Maserati did not have look far for the 3500 GT's running gear. The six cylinder engine was directly derived from that of the 350 S sportsracer, which was based the engines in highly successful 250 F single seater and 300 S sports racer. Tamed down for street use and reliability, the twin-spark engine produced a healthy 220 bhp. Thanks to its 'oversquare' bore/stroke ratio, the 3.5 litre engine also produced an abundance of low-end torque. Mated to a four-speed gearbox, the 'six' was mounted in a tubular chassis. In good Italian fashion, stopping power was provided by drum brakes all-round.

Unlike the previous road going Maseratis, the 3500 GT was going to be offered as a complete model, so Maserati's engineers had the control over every bit of the car for the first time. For the interior and other trim Maserati's chief designer Ing. Giulio Alfieri spent a lot of time looking at British manufacturers and suppliers. The end-result was a very well appointed interior that offered room for two adults up front and two children at the back. Alfieri commissioned various Italian coachbuilders to draw up designs for the 3500 GT, from which Maserati would pick the final version. At the 1957 Geneva launch an Allemano and Touring Coupe were shown. Touring's design was eventually chosen and production got underway later in the year and the first cars delivered early in 1958.

Maserati's gamble paid off as the 3500 GT proved to a big commercial success. That was really what the doctor ordered after the hugely expensive 1957 racing, which saw many of the Maserati Works cars destroyed. At the end of the season, the company withdrew from active racing to fully focus on passenger cars. Alfieri continued working on perfecting the 3500 GT by adding front disc brakes and Fuel Injection. A bigger development was the introduction of a convertible model on a shortened 3500 GT chassis. Again various coachbuilders had a go at penning a candidate, and this time the commission was granted to Vignale. The final design was pretty similar to the Touring coupe, which made the 'Spyder' easily recognizable as a 3500 GT. Series production began in 1960.
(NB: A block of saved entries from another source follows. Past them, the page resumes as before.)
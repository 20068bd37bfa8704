//! PPA extraction and stage inference from synthesis logs.
//!
//! The flow writes free-form logs and reports; these parsers pull out the
//! scalar metrics (worst/total negative slack, area, power, cell count) and
//! the current stage. Any metric that cannot be found stays `None`.

use std::path::Path;
use std::sync::OnceLock;

use regex::Regex;
use serde::{Deserialize, Serialize};

#[derive(Debug, Clone, Copy, Default, Serialize, Deserialize, PartialEq)]
pub struct PpaMetrics {
    pub wns_ns: Option<f64>,
    pub tns_ns: Option<f64>,
    pub area_um2: Option<f64>,
    pub power_uw: Option<f64>,
    pub cell_count: Option<u64>,
}

impl PpaMetrics {
    pub fn is_complete(&self) -> bool {
        self.wns_ns.is_some()
            && self.tns_ns.is_some()
            && self.area_um2.is_some()
            && self.power_uw.is_some()
    }

    pub fn missing_fields(&self) -> Vec<&'static str> {
        let mut missing = Vec::new();
        if self.wns_ns.is_none() {
            missing.push("wns_ns");
        }
        if self.tns_ns.is_none() {
            missing.push("tns_ns");
        }
        if self.area_um2.is_none() {
            missing.push("area_um2");
        }
        if self.power_uw.is_none() {
            missing.push("power_uw");
        }
        missing
    }

    fn merge(&mut self, other: &PpaMetrics) {
        self.wns_ns = self.wns_ns.or(other.wns_ns);
        self.tns_ns = self.tns_ns.or(other.tns_ns);
        self.area_um2 = self.area_um2.or(other.area_um2);
        self.power_uw = self.power_uw.or(other.power_uw);
        self.cell_count = self.cell_count.or(other.cell_count);
    }
}

struct MetricPatterns {
    area: Regex,
    cells: Regex,
    wns: Regex,
    tns: Regex,
    power: Regex,
}

fn patterns() -> &'static MetricPatterns {
    static PATTERNS: OnceLock<MetricPatterns> = OnceLock::new();
    PATTERNS.get_or_init(|| MetricPatterns {
        area: Regex::new(r"(?i)Chip area.*:\s*([0-9.]+)").expect("valid regex"),
        cells: Regex::new(r"(?i)Number of cells.*:\s*([0-9]+)").expect("valid regex"),
        wns: Regex::new(r"(?im)\bwns\b[^0-9+\-]*([0-9.+\-][0-9.eE+\-]*)").expect("valid regex"),
        tns: Regex::new(r"(?im)\btns\b[^0-9+\-]*([0-9.+\-][0-9.eE+\-]*)").expect("valid regex"),
        power: Regex::new(r"(?i)Total Power\s+([0-9.eE+\-]+)").expect("valid regex"),
    })
}

/// Scan one report/log body for metrics.
pub fn parse_metrics_text(text: &str) -> PpaMetrics {
    let p = patterns();
    let float_of = |re: &Regex| {
        re.captures(text)
            .and_then(|c| c.get(1))
            .and_then(|m| m.as_str().parse::<f64>().ok())
    };

    PpaMetrics {
        wns_ns: float_of(&p.wns),
        tns_ns: float_of(&p.tns),
        area_um2: float_of(&p.area),
        power_uw: float_of(&p.power),
        cell_count: p
            .cells
            .captures(text)
            .and_then(|c| c.get(1))
            .and_then(|m| m.as_str().parse::<u64>().ok()),
    }
}

/// Walk a run directory's logs/reports and merge whatever metrics appear.
/// First match per field wins; files are visited reports-first because the
/// finish report is the authoritative source for timing and power.
pub fn extract_run_metrics(run_dir: &Path) -> PpaMetrics {
    let mut merged = PpaMetrics::default();
    for subdir in ["reports", "logs"] {
        let base = run_dir.join(subdir);
        if !base.exists() {
            continue;
        }
        let mut stack = vec![base];
        while let Some(dir) = stack.pop() {
            let Ok(entries) = std::fs::read_dir(&dir) else {
                continue;
            };
            for entry in entries.flatten() {
                let path = entry.path();
                if path.is_dir() {
                    stack.push(path);
                    continue;
                }
                let ext = path
                    .extension()
                    .and_then(|e| e.to_str())
                    .unwrap_or_default();
                if !matches!(ext, "log" | "rpt" | "txt") {
                    continue;
                }
                if let Ok(text) = std::fs::read_to_string(&path) {
                    merged.merge(&parse_metrics_text(&text));
                }
            }
        }
    }
    merged
}

/// Infer the flow stage from a log line. Later stages in the configured
/// order win, so a line mentioning routing reports `route` even if it also
/// mentions placement.
pub fn infer_stage<'a>(line: &str, stage_names: &'a [String]) -> Option<&'a str> {
    let lower = line.to_ascii_lowercase();
    stage_names
        .iter()
        .rev()
        .find(|stage| lower.contains(stage.as_str()))
        .map(String::as_str)
}

#[cfg(test)]
mod tests {
    use super::*;

    #[test]
    fn parses_finish_report_shape() {
        let text = "\
wns max -0.12
tns max -1.40
Total Power 3.4e-04
";
        let m = parse_metrics_text(text);
        assert_eq!(m.wns_ns, Some(-0.12));
        assert_eq!(m.tns_ns, Some(-1.40));
        assert_eq!(m.power_uw, Some(3.4e-4));
        assert!(m.area_um2.is_none());
    }

    #[test]
    fn parses_yosys_stat_shape() {
        let text = "\
Number of cells:                814
Chip area for module '\\counter': 1234.56
";
        let m = parse_metrics_text(text);
        assert_eq!(m.cell_count, Some(814));
        assert_eq!(m.area_um2, Some(1234.56));
    }

    #[test]
    fn missing_fields_reported() {
        let m = parse_metrics_text("nothing useful");
        assert!(!m.is_complete());
        assert_eq!(
            m.missing_fields(),
            vec!["wns_ns", "tns_ns", "area_um2", "power_uw"]
        );
    }

    #[test]
    fn stage_inference_prefers_later_stages() {
        let stages: Vec<String> = ["synth", "floorplan", "place", "cts", "route", "final"]
            .iter()
            .map(|s| s.to_string())
            .collect();
        assert_eq!(infer_stage("[INFO] starting global route", &stages), Some("route"));
        assert_eq!(infer_stage("yosys synth pass done", &stages), Some("synth"));
        assert_eq!(infer_stage("detailed place after floorplan", &stages), Some("place"));
        assert_eq!(infer_stage("reading liberty files", &stages), None);
    }
}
By 1963 the Maserati 3500 GT was showing its age, although technically it was still up to par with the best Ferrari or Aston Martin had to offer. Alfieri decided to replace the successful Grand Tourer with not one, but two models. Both were technically very similar to the 3500 GT and sported slightly larger versions of the six cylinder engine. The first of the two to be announced was the Sebring, which sported a 2+2 Coupe body penned by Vignale. The second was a strict two seater; the Mistral. This very elegant Coupe was designed by Pietro Frua. Later a Mistral Spyder was also added to the line-up. For a small racing car manufacturer it must have been a massive step to start series production, but Maserati succeeded with surprising ease. Eventually well over 2200 examples were produced; more than all previous Maseratis combined.